The port predominantly handles RORO (roll-on/roll-off) cargo ships and ROPAX (roll-on/roll-off) passenger and freight vessels. The harbour has four cargo berths and a fishing vessel berth. Passenger ferries operate to and from Fishguard (Stena Line) and Pembroke Dock (Irish Ferries) in Wales, and to Cherbourg (Stena Line and Brittany Ferries) in France. Brittany Ferries also operate from Rosslare to Bilbao in Spain. DFDS operates a freight-only service from Rosslare to Dunkirk with six sailings a week in each direction, On 4 March 2021, DFDS announced that the Dunkirk-Rosslare freight-only service would be increased to eight times a week from 1 April 2021. In February 2021, Brittany Ferries announced additional (freight-only) sailings one-way only from Roscoff to Rosslare Europort and from Rosslare to St Malo. From 7 April 2021, Irish Ferries is introducing a new twice-daily ship on the Rosslare–Pembroke route, which will be the fastest RORO vessel between Ireland and the UK (4 hours 01 minute), with capacity for 1,500 passengers, 100 freight vehicles and 700 cars depending on freight volume. From July 2022, a new freight route between Rosslare and Zeebrugge, Belgium was introduced by Finnlines, part of the Grimaldi Group, for a twice weekly ro-ro service between the two ports.
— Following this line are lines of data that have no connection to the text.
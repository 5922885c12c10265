// src/core/locate.rs
//! Balanced-bracket scan for the first JSON array embedded in arbitrary text.
//!
//! Single left-to-right pass over the bytes. Brackets inside double-quoted
//! strings are ignored; a backslash inside a string escapes the next byte.
//! All delimiters are ASCII, so byte offsets are always char boundaries.

/// Return the first `[` … matching `]` span of `text`, or `None` if the first
/// `[` never balances.
pub fn locate_array(text: &str) -> Option<&str> {
    let start = text.find('[')?;
    let end = matching_close(&text.as_bytes()[start..])?;
    Some(&text[start..=start + end])
}

/// Index of the bracket closing the one at `b[0]`.
fn matching_close(b: &[u8]) -> Option<usize> {
    let mut depth = 0usize;
    let mut in_str = false;
    let mut esc = false;

    for (i, &c) in b.iter().enumerate() {
        if in_str {
            if esc { esc = false; }
            else if c == b'\\' { esc = true; }
            else if c == b'"' { in_str = false; }
            continue;
        }
        match c {
            b'"' => in_str = true,
            b'[' => depth += 1,
            b']' => {
                depth = depth.saturating_sub(1);
                if depth == 0 { return Some(i); }
            }
            _ => {}
        }
    }
    None
}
Rosslare Europort has a Border Inspection Post since 2019, crucial for the importation of agri-food, fish or live animal products. It is the only one in Ireland outside Dublin Port. It is currently based in a 16-acre site 2 km from the port. Uniquely for Ireland, the new Border Inspection Post will offer a one-stop service for hauliers, as all necessary checks will be conducted on the same site (customs, agricultural and health inspections), so inspectors come to the hauliers rather than vice versa, saving them time and money.

An advantage for Rosslare is that direct sailings allow drivers to take their rest periods during the crossing, rather than when they land in France or Spain. It appears that there is substantial demand from industry (manufacturers and producers) to use direct sailings to avoid the practical difficulties of using the landbridge such as documentation, redtape, inspections, and the need to use several IT systems. The same holds true for French business intent on avoiding Brexit-related delays and formalities by using the direct routes.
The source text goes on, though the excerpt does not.